Pohlad, grandson of the family patriarch who bought the state's Major League Baseball team four decades ago, announced Thursday that “after months of careful consideration, our family made the decision this summer to explore the sale of the Twins.”

Pohlad, through a team spokesman, declined to speak publicly about the decision, but broke the news to the team's roughly 400 full-time employees at a Target Field meeting Thursday morning and issued a press release afterward.

A sale that could net Carl Pohlad's three sons and eight grandchildren more than $1.5 billion typically takes about six months, from identifying potential buyers to negotiating terms to getting approval from the other 29 major league owners Baseball. Carl Pohlad paid former owner Calvin Griffith $44 million when he bought the franchise in 1984, and after his death in 2009 it was inherited by his sons.

Only the Steinbrenner family, who took control of the New York Yankees when George Steinbrenner bought the team in 1973, and Jerry Reinsdorf, who bought the Chicago White Sox in 1981, have owned their MLB franchises longer under current owners than the Pohlads.

Should a sale of the Twins be completed, it would actually be the first time since 1919 that the team, founded in 1901 as the Washington Senators and moving to the Twin Cities in 1961, was owned by anyone other than the Griffiths or Pohlads.
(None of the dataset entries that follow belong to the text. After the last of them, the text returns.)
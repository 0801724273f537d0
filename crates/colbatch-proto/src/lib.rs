//! colbatch value and type vocabulary.
//!
//! This crate defines the types every colbatch layer speaks: the values a
//! result row carries, the logical types a source protocol declares, and the
//! physical types a columnar batch stores.
//!
//! # Modules
//!
//! - [`value`] - Runtime values for row fields and column slots
//! - [`decimal`] - Sign/digits/scale decimal numbers
//! - [`types`] - Logical and physical column types
//! - [`error`] - Protocol error types
//!
//! # Serialization
//!
//! All types in this crate derive `rkyv::Archive`, `rkyv::Serialize`, and
//! `rkyv::Deserialize`, plus the serde traits:
//!
//! ```ignore
//! use colbatch_proto::Value;
//!
//! let value = Value::Text("hello".into());
//! let bytes = rkyv::to_bytes::<rkyv::rancor::Error>(&value).unwrap();
//! let archived = rkyv::access::<ArchivedValue, rkyv::rancor::Error>(&bytes).unwrap();
//! let deserialized: Value = rkyv::deserialize::<Value, rkyv::rancor::Error>(archived).unwrap();
//! ```

pub mod decimal;
pub mod error;
pub mod types;
pub mod value;

pub use decimal::{Decimal, MAX_DECIMAL_PRECISION};
pub use error::Error;
pub use types::{LogicalType, PhysicalType, TimeUnit};
pub use value::{days_since_epoch, Value};

/// One result row: field values in column order.
pub type Row = Vec<Value>;

#[cfg(test)]
mod tests {
    use super::*;

    #[test]
    fn test_value_serialization_roundtrip() {
        let values = vec![
            Value::Null,
            Value::Bool(true),
            Value::Int(-42),
            Value::Int(i64::MAX),
            Value::UInt(u64::MAX),
            Value::Float(std::f64::consts::PI),
            Value::Decimal("-123.450".parse().unwrap()),
            Value::Date(19723),
            Value::timestamp_micros(1_704_067_200_000_000),
            Value::Bytes(vec![0, 1, 2, 255]),
            Value::Text("hello world".into()),
        ];

        for value in values {
            let bytes = rkyv::to_bytes::<rkyv::rancor::Error>(&value).unwrap();
            let archived =
                rkyv::access::<value::ArchivedValue, rkyv::rancor::Error>(&bytes).unwrap();
            let deserialized: Value =
                rkyv::deserialize::<Value, rkyv::rancor::Error>(archived).unwrap();
            assert_eq!(value, deserialized);
        }
    }

    #[test]
    fn test_type_serialization_roundtrip() {
        let ty = PhysicalType::Timestamp(TimeUnit::Millisecond);
        let bytes = rkyv::to_bytes::<rkyv::rancor::Error>(&ty).unwrap();
        let archived =
            rkyv::access::<types::ArchivedPhysicalType, rkyv::rancor::Error>(&bytes).unwrap();
        let deserialized: PhysicalType =
            rkyv::deserialize::<PhysicalType, rkyv::rancor::Error>(archived).unwrap();
        assert_eq!(ty, deserialized);
    }

    #[test]
    fn test_value_json_shape() {
        let json = serde_json::to_string(&Value::Int(1)).unwrap();
        assert_eq!(json, r#"{"Int":1}"#);

        let ty: LogicalType = serde_json::from_str(r#"{"Decimal":{"precision":10,"scale":2}}"#).unwrap();
        assert_eq!(ty, LogicalType::decimal(10, 2));
    }
}
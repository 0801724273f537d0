//! Row-oriented access to a columnar batch.
//!
//! [`ColumnarResultView`] wraps a shared [`Batch`] and derives the shapes
//! row-oriented callers expect: column names, a row-major value matrix, and
//! one name-keyed mapping per row. Each derived structure is built on first
//! access and cached for the lifetime of the view.

use std::borrow::Cow;
use std::collections::HashMap;
use std::sync::atomic::{AtomicU64, Ordering};
use std::sync::{Arc, OnceLock};

use colbatch_proto::{LogicalType, PhysicalType, Row, Value};
use tracing::{trace, warn};

use crate::batch::Batch;
use crate::cast::{cast_value, CastPlan};
use crate::column::Column;
use crate::error::Result;
use crate::schema::Schema;

/// One row keyed by column name. Keys are shared across all rows.
pub type RowMap = HashMap<Arc<str>, Value>;

/// How many times each cached structure of a view has been built.
///
/// Each counter is at most 1 for the lifetime of a view.
#[derive(Debug, Clone, Copy, Default, PartialEq, Eq)]
pub struct ViewStats {
    /// Column name list builds.
    pub column_builds: u64,
    /// Row matrix builds.
    pub row_builds: u64,
    /// Row mapping builds.
    pub mapping_builds: u64,
}

#[derive(Debug, Default)]
struct BuildCounters {
    columns: AtomicU64,
    rows: AtomicU64,
    mappings: AtomicU64,
}

/// Lazily memoized row views over a batch.
#[derive(Debug)]
pub struct ColumnarResultView {
    batch: Arc<Batch>,
    columns: OnceLock<Vec<String>>,
    rows: OnceLock<Vec<Row>>,
    mappings: OnceLock<Vec<RowMap>>,
    counters: BuildCounters,
}

impl ColumnarResultView {
    /// Create a view over a shared batch.
    pub fn new(batch: Arc<Batch>) -> Self {
        Self {
            batch,
            columns: OnceLock::new(),
            rows: OnceLock::new(),
            mappings: OnceLock::new(),
            counters: BuildCounters::default(),
        }
    }

    /// Underlying batch.
    pub fn batch(&self) -> &Arc<Batch> {
        &self.batch
    }

    /// Schema of the underlying batch.
    pub fn schema(&self) -> &Schema {
        self.batch.schema()
    }

    /// Column names and storage types in order.
    pub fn column_types(&self) -> Vec<(&str, &PhysicalType)> {
        self.schema()
            .fields()
            .iter()
            .map(|f| (f.name.as_str(), &f.data_type))
            .collect()
    }

    /// Column names in schema order.
    pub fn columns(&self) -> &[String] {
        self.columns.get_or_init(|| {
            self.counters.columns.fetch_add(1, Ordering::Relaxed);
            trace!(columns = self.batch.num_columns(), "Building column names");
            self.schema().fields().iter().map(|f| f.name.clone()).collect()
        })
    }

    /// Every row as a value tuple in column order.
    pub fn rows(&self) -> &[Row] {
        self.rows.get_or_init(|| {
            self.counters.rows.fetch_add(1, Ordering::Relaxed);
            trace!(rows = self.batch.num_rows(), "Building row matrix");
            (0..self.batch.num_rows())
                .filter_map(|index| self.batch.row(index))
                .collect()
        })
    }

    /// Every row as a name-keyed mapping.
    ///
    /// When several columns share a name, the last one wins.
    pub fn to_row_mappings(&self) -> &[RowMap] {
        self.mappings.get_or_init(|| {
            self.counters.mappings.fetch_add(1, Ordering::Relaxed);
            trace!(rows = self.batch.num_rows(), "Building row mappings");

            let duplicates = self.schema().duplicate_names();
            if !duplicates.is_empty() {
                warn!(columns = ?duplicates, "Duplicate column names collapse in row mappings");
            }

            let keys: Vec<Arc<str>> = self.columns().iter().map(|name| Arc::from(name.as_str())).collect();
            self.rows()
                .iter()
                .map(|row| keys.iter().cloned().zip(row.iter().cloned()).collect())
                .collect()
        })
    }

    /// Number of rows.
    pub fn len(&self) -> usize {
        self.batch.num_rows()
    }

    /// Check if the result has no rows.
    pub fn is_empty(&self) -> bool {
        self.batch.is_empty()
    }

    /// First row as a mapping.
    pub fn first(&self) -> Option<RowMap> {
        self.rows().first().map(|row| self.zip_names(row))
    }

    /// Last row as a mapping.
    pub fn last(&self) -> Option<RowMap> {
        self.rows().last().map(|row| self.zip_names(row))
    }

    /// Row mapping at `index`.
    pub fn get(&self, index: usize) -> Option<&RowMap> {
        self.to_row_mappings().get(index)
    }

    /// Iterate over row mappings.
    pub fn iter(&self) -> std::slice::Iter<'_, RowMap> {
        self.to_row_mappings().iter()
    }

    /// Build counters for the cached structures.
    pub fn stats(&self) -> ViewStats {
        ViewStats {
            column_builds: self.counters.columns.load(Ordering::Relaxed),
            row_builds: self.counters.rows.load(Ordering::Relaxed),
            mapping_builds: self.counters.mappings.load(Ordering::Relaxed),
        }
    }

    /// Rows with selected columns converted to requested logical types.
    ///
    /// Columns absent from `requested` keep their own type. When every
    /// column's stored type already is the requested representation, the
    /// cached [`rows`](Self::rows) are returned as-is. Otherwise each
    /// mismatched column is cast element-wise to the physical type of its
    /// requested logical type. Every cast is checked before any value is
    /// converted.
    pub fn cast_values(&self, requested: &HashMap<String, LogicalType>) -> Result<Cow<'_, [Row]>> {
        let plan = CastPlan::new(self.schema(), requested)?;
        if plan.is_identity() {
            return Ok(Cow::Borrowed(self.rows()));
        }

        let columns = self.batch.columns();
        if let ([column], Some(target)) = (columns, plan.target(0)) {
            return Ok(Cow::Owned(cast_single_column(column, target)?));
        }

        let rows = (0..self.len())
            .map(|row| {
                columns
                    .iter()
                    .enumerate()
                    .map(|(index, column)| {
                        let value = column.value(row).unwrap_or(Value::Null);
                        match plan.target(index) {
                            Some(to) => cast_value(&value, column.data_type(), to),
                            None => Ok(value),
                        }
                    })
                    .collect::<Result<Row>>()
            })
            .collect::<Result<Vec<Row>>>()?;

        Ok(Cow::Owned(rows))
    }

    fn zip_names(&self, row: &Row) -> RowMap {
        self.columns()
            .iter()
            .map(|name| Arc::from(name.as_str()))
            .zip(row.iter().cloned())
            .collect()
    }
}

impl From<Batch> for ColumnarResultView {
    fn from(batch: Batch) -> Self {
        Self::new(Arc::new(batch))
    }
}

impl<'a> IntoIterator for &'a ColumnarResultView {
    type Item = &'a RowMap;
    type IntoIter = std::slice::Iter<'a, RowMap>;

    fn into_iter(self) -> Self::IntoIter {
        self.iter()
    }
}

fn cast_single_column(column: &Column, target: &PhysicalType) -> Result<Vec<Row>> {
    column
        .iter()
        .map(|v| cast_value(&v, column.data_type(), target).map(|c| vec![c]))
        .collect()
}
“For the past 40 seasons, the Minnesota Twins have been part of the heart and soul of our family. This team is an integral part of our lives and the Twins community has become an extension of our family,” Pohlad, 42, wrote in his announcement. “The staff, the players and most importantly you, the fans – everyone who makes up this incredible organization – are part of it. We have never taken lightly the privilege of being stewards of this franchise.”